7. Use, Storage & Other Limitations:
a. worlddo.com may set maximum disk storage space and data transfer
limitations for your account at any time without notice.
b. If the amount of disk storage or data
transfer required for your account exceeds any limit set, you will be
charged at the then-current price for additional storage or data transfer.
You will be responsible for any additional storage charges.
c. worlddo.com reserves the right to establish
or modify general practices and limits concerning use of the Service,
including without limitation the maximum number of days that Content
will be retained by the Service and the maximum disk space and data
transfer limitations that will be allotted on worlddo.com's servers
on your behalf.
8. User Conduct:
You agree to abide by all applicable local, state, national and foreign
laws, treaties and regulations in connection with the Service. In addition,
without limitation, you agree NOT to use the Service to:
(a) send unsolicited or unauthorised email,
advertising, promotional materials, junk mail, spam, chain letters,
pyramid schemes, or any other form of duplicative or unsolicited messages,
whether commercial or otherwise (SPAM);
(b) copy, reverse engineer, or save to file
any functionality contained in the Service for any purpose whatsoever.

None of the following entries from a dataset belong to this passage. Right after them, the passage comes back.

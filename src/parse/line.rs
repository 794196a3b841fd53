use std::ops::Range;

use crate::model::todo::StatusMark;
use crate::parse::grammar::{self, Priority, TagKind};

/// Classification of one raw line of a todo file
#[derive(Debug, Clone, PartialEq, Eq)]
pub enum LineKind {
    Blank,
    Comment,
    Project { name: String, indent_level: usize },
    Todo { status: StatusMark, tags: Vec<TagSpan> },
}

/// One matched inline tag: its kind, its byte range in the raw line
/// (including the `@`), and its payload (the text inside the parentheses,
/// or the keyword itself for priority tags).
#[derive(Debug, Clone, PartialEq, Eq)]
pub struct TagSpan {
    pub kind: TagKind,
    pub range: Range<usize>,
    pub value: String,
}

impl TagSpan {
    pub fn priority(&self) -> Option<Priority> {
        match self.kind {
            TagKind::Priority => Priority::from_keyword(&self.value),
            _ => None,
        }
    }
}

/// Classify one raw line. Comment is checked first and short-circuits all
/// further processing; then project; then todo status detection plus tag
/// extraction; whitespace-only lines are blank.
pub fn classify(raw: &str) -> LineKind {
    if grammar::is_comment(raw) {
        return LineKind::Comment;
    }
    if let Some((indent, name)) = grammar::project_parts(raw) {
        return LineKind::Project {
            name: name.to_string(),
            indent_level: grammar::indent_level(indent),
        };
    }
    if let Some((_, glyph, _)) = grammar::todo_parts(raw) {
        let status = StatusMark::from_glyph(glyph).unwrap_or(StatusMark::Open);
        return LineKind::Todo {
            status,
            tags: extract_tags(raw),
        };
    }
    LineKind::Blank
}

/// Extract every inline tag span from a raw line: at most one match per
/// kind, returned in document order of appearance. This is the single
/// shared implementation used by both the transition engine and the HTML
/// exporter. Comment lines never yield tags.
pub fn extract_tags(raw: &str) -> Vec<TagSpan> {
    if grammar::is_comment(raw) {
        return Vec::new();
    }

    // Scan kinds in fixed order so that a degenerate same-offset overlap
    // resolves to the first matching kind.
    let mut spans = Vec::new();
    for kind in TagKind::all() {
        if let Some(caps) = kind.regex().captures(raw) {
            let whole = caps.get(0).map(|m| m.range()).unwrap_or(0..0);
            let value = caps.get(1).map_or(String::new(), |m| m.as_str().to_string());
            spans.push(TagSpan {
                kind,
                range: whole,
                value,
            });
        }
    }
    spans.sort_by_key(|s| s.range.start);
    // Drop any span that starts inside the previously accepted one (a tag
    // match nested in another tag's payload, or a same-offset tie); the
    // earlier kind in scan order wins and the survivors never overlap.
    let mut end = 0;
    spans.retain(|s| {
        if s.range.start < end {
            return false;
        }
        end = s.range.end;
        true
    });
    spans
}

/// First span of the given kind, if the line carries one
pub fn find_tag(raw: &str, kind: TagKind) -> Option<TagSpan> {
    extract_tags(raw).into_iter().find(|s| s.kind == kind)
}

#[cfg(test)]
mod tests {
    use super::*;

    #[test]
    fn test_classify_blank() {
        assert_eq!(classify(""), LineKind::Blank);
        assert_eq!(classify("   \t"), LineKind::Blank);
    }

    #[test]
    fn test_classify_comment() {
        assert_eq!(classify("Just a note to self"), LineKind::Comment);
    }

    #[test]
    fn test_classify_project() {
        assert_eq!(
            classify("  Errands:"),
            LineKind::Project {
                name: "Errands".to_string(),
                indent_level: 1
            }
        );
    }

    #[test]
    fn test_classify_todo_statuses() {
        for (line, expected) in [
            ("☐ open item", StatusMark::Open),
            ("✔ done item", StatusMark::Done),
            ("✘ cancelled item", StatusMark::Cancelled),
        ] {
            match classify(line) {
                LineKind::Todo { status, .. } => assert_eq!(status, expected),
                other => panic!("expected todo for {:?}, got {:?}", line, other),
            }
        }
    }

    #[test]
    fn test_comment_yields_no_tags() {
        // A comment mentioning tag-like text still extracts nothing
        assert!(extract_tags("note: @created(2024-01-01 10:00) was here").is_empty());
    }

    #[test]
    fn test_extract_tags_document_order() {
        let line = "☐ Fix roof @high @created(2024-01-01 10:00)";
        let tags = extract_tags(line);
        assert_eq!(tags.len(), 2);
        assert_eq!(tags[0].kind, TagKind::Priority);
        assert_eq!(tags[0].value, "high");
        assert_eq!(tags[1].kind, TagKind::Created);
        assert_eq!(tags[1].value, "2024-01-01 10:00");
        assert_eq!(&line[tags[1].range.clone()], "@created(2024-01-01 10:00)");
    }

    #[test]
    fn test_extract_tags_one_match_per_kind() {
        let tags = extract_tags("☐ x @est(1h) @est(2h)");
        assert_eq!(tags.len(), 1);
        assert_eq!(tags[0].value, "1h");
    }

    #[test]
    fn test_extract_all_kinds() {
        let line = "✔ x @created(2024-01-01 09:00) @started(2024-01-01 10:00) \
                    @finished(2024-01-01 11:00) @elapsed(1h) @est(2h) @today";
        let kinds: Vec<_> = extract_tags(line).iter().map(|t| t.kind).collect();
        assert_eq!(
            kinds,
            vec![
                TagKind::Created,
                TagKind::Started,
                TagKind::Finished,
                TagKind::Elapsed,
                TagKind::Estimate,
                TagKind::Priority,
            ]
        );
    }

    #[test]
    fn test_tag_nested_in_payload_is_not_a_span() {
        // A keyword inside another tag's payload must not produce a second,
        // overlapping span; the enclosing tag wins.
        let tags = extract_tags("☐ x @created(see @low)");
        assert_eq!(tags.len(), 1);
        assert_eq!(tags[0].kind, TagKind::Created);
        assert_eq!(tags[0].value, "see @low");

        let tags = extract_tags("☐ x @est(@today 2h)");
        assert_eq!(tags.len(), 1);
        assert_eq!(tags[0].kind, TagKind::Estimate);
    }

    #[test]
    fn test_spans_never_overlap() {
        let lines = [
            "☐ x @created(see @low)",
            "☐ x @elapsed(1h) @started(2024-01-01 10:00)",
            "☐ x @created(@started(x)) @high",
        ];
        for line in lines {
            let mut end = 0;
            for span in extract_tags(line) {
                assert!(span.range.start >= end, "overlap in {:?}", line);
                end = span.range.end;
            }
        }
    }

    #[test]
    fn test_unknown_at_word_is_not_a_tag() {
        // `@`-prefixed words outside the vocabulary are plain text
        assert!(extract_tags("☐ email bob@example.com about @stuff").is_empty());
    }

    #[test]
    fn test_extraction_is_call_count_independent() {
        // Regression: two structurally identical lines classified back to
        // back must produce identical results both times.
        let a = classify("☐ Item 1 @low");
        let b = classify("☐ Item 2 @low");
        let (LineKind::Todo { tags: ta, .. }, LineKind::Todo { tags: tb, .. }) = (a, b) else {
            panic!("expected todos");
        };
        assert_eq!(ta.len(), 1);
        assert_eq!(ta[0].range, tb[0].range);
    }
}
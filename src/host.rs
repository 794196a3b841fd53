use std::path::{Path, PathBuf};

use serde::Serialize;

use crate::ops::edit_batch::{Caret, Edit, Selection};

/// User-visible message severity
#[derive(Debug, Clone, Copy, PartialEq, Eq, Serialize)]
#[serde(rename_all = "lowercase")]
pub enum Severity {
    Info,
    Error,
}

/// Failures at the host boundary (filesystem, editor buffer)
#[derive(Debug, thiserror::Error)]
pub enum HostError {
    #[error("io error: {0}")]
    Io(#[from] std::io::Error),
    #[error("file not found: {0}")]
    NotFound(PathBuf),
    #[error("could not write {0}: {1}")]
    Write(PathBuf, String),
}

/// Read-only access to the document being operated on: its lines and the
/// currently selected line ranges.
pub trait TextSource {
    fn lines(&self) -> &[String];
    fn selections(&self) -> Vec<Selection>;
}

/// Accepts an atomic batch of single-line replacements plus per-selection
/// caret suggestions. The whole batch applies or none of it does.
pub trait EditSink {
    fn apply(&mut self, edits: &[Edit], carets: &[Option<Caret>]) -> Result<(), HostError>;
}

/// Brings a file location into view, or creates a file with default content
pub trait FileSink {
    fn open(
        &mut self,
        path: &Path,
        focus: bool,
        line: Option<usize>,
        cols: Option<(usize, usize)>,
    ) -> Result<(), HostError>;

    fn make(&mut self, path: &Path, default_content: &str) -> Result<(), HostError>;
}

/// Fire-and-forget user feedback
pub trait NotificationSink {
    fn notify(&mut self, severity: Severity, message: &str);
}

/// A notification collected during a command run, for hosts that report
/// after the fact (and for the `--json` output).
#[derive(Debug, Clone, PartialEq, Eq, Serialize)]
pub struct Notification {
    pub severity: Severity,
    pub message: String,
}

impl Notification {
    pub fn info(message: impl Into<String>) -> Notification {
        Notification {
            severity: Severity::Info,
            message: message.into(),
        }
    }

    pub fn error(message: impl Into<String>) -> Notification {
        Notification {
            severity: Severity::Error,
            message: message.into(),
        }
    }
}
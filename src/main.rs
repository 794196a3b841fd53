use clap::Parser;
use todoplus::cli::commands::Cli;
use todoplus::cli::handlers;

fn main() {
    let cli = Cli::parse();

    if let Err(e) = handlers::dispatch(cli) {
        eprintln!("error: {}", e);
        std::process::exit(1);
    }
}
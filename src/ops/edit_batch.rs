use serde::Serialize;

use crate::parse::grammar::TAG_SYMBOL;

/// One pending single-line replacement
#[derive(Debug, Clone, PartialEq, Eq, Serialize)]
pub struct Edit {
    pub line_number: usize,
    pub new_text: String,
}

/// A selected range of lines, with the caret column of the selection start
/// (used only by the caret-repositioning heuristic)
#[derive(Debug, Clone, Copy, PartialEq, Eq)]
pub struct Selection {
    pub start_line: usize,
    pub end_line: usize,
    pub start_col: usize,
}

impl Selection {
    pub fn line(n: usize) -> Selection {
        Selection {
            start_line: n,
            end_line: n,
            start_col: 0,
        }
    }

    pub fn lines(&self) -> impl Iterator<Item = usize> {
        self.start_line..=self.end_line
    }
}

/// Suggested caret position after a batch applies
#[derive(Debug, Clone, Copy, PartialEq, Eq, Serialize)]
pub struct Caret {
    pub line: usize,
    pub col: usize,
}

/// Collects per-line edits from one or more transitions into one atomic
/// batch. No-op edits are dropped; a line is never edited twice in one
/// command invocation (the first edit wins).
#[derive(Debug, Default)]
pub struct EditBatch {
    edits: Vec<Edit>,
}

impl EditBatch {
    pub fn new() -> EditBatch {
        EditBatch::default()
    }

    pub fn push(&mut self, edit: Edit, old_text: &str) {
        if edit.new_text == old_text {
            return;
        }
        if self.edits.iter().any(|e| e.line_number == edit.line_number) {
            return;
        }
        self.edits.push(edit);
    }

    pub fn is_empty(&self) -> bool {
        self.edits.is_empty()
    }

    pub fn into_edits(self) -> Vec<Edit> {
        self.edits
    }
}

/// For each selection whose caret sat at end-of-line on a line that had no
/// tag before the batch, suggest moving the caret to the first tag the
/// batch inserted on that line (so the cursor lands just before the new
/// tag rather than at the old end-of-line). Columns are char offsets.
pub fn caret_suggestions(
    selections: &[Selection],
    old_lines: &[String],
    edits: &[Edit],
) -> Vec<Option<Caret>> {
    selections
        .iter()
        .map(|sel| {
            let old = old_lines.get(sel.start_line)?;
            if old.contains(TAG_SYMBOL) {
                return None;
            }
            if sel.start_col != old.chars().count() {
                return None;
            }
            let edit = edits.iter().find(|e| e.line_number == sel.start_line)?;
            let byte_idx = edit.new_text.find(TAG_SYMBOL)?;
            Some(Caret {
                line: sel.start_line,
                col: edit.new_text[..byte_idx].chars().count(),
            })
        })
        .collect()
}

#[cfg(test)]
mod tests {
    use super::*;

    #[test]
    fn test_push_drops_noops_and_duplicates() {
        let mut batch = EditBatch::new();
        batch.push(
            Edit {
                line_number: 1,
                new_text: "☐ same".into(),
            },
            "☐ same",
        );
        assert!(batch.is_empty());

        batch.push(
            Edit {
                line_number: 1,
                new_text: "✔ first".into(),
            },
            "☐ first",
        );
        batch.push(
            Edit {
                line_number: 1,
                new_text: "✔ second".into(),
            },
            "☐ first",
        );
        let edits = batch.into_edits();
        assert_eq!(edits.len(), 1);
        assert_eq!(edits[0].new_text, "✔ first");
    }

    #[test]
    fn test_caret_moves_to_first_inserted_tag() {
        let old_lines = vec!["☐ Buy milk".to_string()];
        let sel = Selection {
            start_line: 0,
            end_line: 0,
            start_col: "☐ Buy milk".chars().count(),
        };
        let edits = vec![Edit {
            line_number: 0,
            new_text: "✔ Buy milk @finished(2024-01-01 10:00)".to_string(),
        }];
        let carets = caret_suggestions(&[sel], &old_lines, &edits);
        assert_eq!(
            carets,
            vec![Some(Caret {
                line: 0,
                col: "✔ Buy milk ".chars().count()
            })]
        );
    }

    #[test]
    fn test_caret_untouched_when_line_already_tagged() {
        let old_lines = vec!["☐ Buy milk @est(1h)".to_string()];
        let sel = Selection {
            start_line: 0,
            end_line: 0,
            start_col: old_lines[0].chars().count(),
        };
        let edits = vec![Edit {
            line_number: 0,
            new_text: "✔ Buy milk @est(1h) @finished(2024-01-01 10:00)".to_string(),
        }];
        assert_eq!(caret_suggestions(&[sel], &old_lines, &edits), vec![None]);
    }

    #[test]
    fn test_caret_untouched_when_not_at_end_of_line() {
        let old_lines = vec!["☐ Buy milk".to_string()];
        let sel = Selection {
            start_line: 0,
            end_line: 0,
            start_col: 2,
        };
        let edits = vec![Edit {
            line_number: 0,
            new_text: "✔ Buy milk @finished(2024-01-01 10:00)".to_string(),
        }];
        assert_eq!(caret_suggestions(&[sel], &old_lines, &edits), vec![None]);
    }

    #[test]
    fn test_caret_none_without_matching_edit() {
        let old_lines = vec!["☐ Buy milk".to_string()];
        let sel = Selection {
            start_line: 0,
            end_line: 0,
            start_col: old_lines[0].chars().count(),
        };
        assert_eq!(caret_suggestions(&[sel], &old_lines, &[]), vec![None]);
    }
}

BEWARE: worlddo.com technology allows for tracking of such events as
downloading pages and files, and offenders may be prosecuted to the
full extent of the law.
(c) harvest, collect, gather or assemble
information or data regarding other users, including e-mail addresses,
without their consent;
(d) transmit through or post on the Service
unlawful, immoral, libellous, abusive, harassing, tortuous, defamatory,
threatening, harmful, invasive of another's privacy, vulgar, obscene
or otherwise objectionable material of any kind or nature or which is
harmful to minors in any way;
(e) transmit any material that may infringe
the intellectual property rights or other proprietary rights of third
parties, including trademark, copyright or right of publicity;
(f) transmit any material that contains software
viruses or other harmful or deleterious computer code, files or programs
such as trojan horses, worms, time bombs or cancelbots;
(g) interfere with or disrupt the integrity
of any data or computer-based information or any servers or networks
connected to the Service or violate the regulations, policies or procedures
of such networks;
(h) attempt to gain unauthorised access to
the Service, other accounts, computer systems or networks connected
to the Service, through password mining or any other means; or
(i) harass or interfere with another user's
use and enjoyment of the Service.
9. Termination:
a. This Agreement is automatically renewable monthly.
b. Either you or worlddo.com can request
termination of this Agreement at any time prior to the commencement
of the next billing period. Either party may terminate this Agreement
by notifying the other party in writing (by email). You will be billed
for the current billing period, and no pro-rata refund will be given.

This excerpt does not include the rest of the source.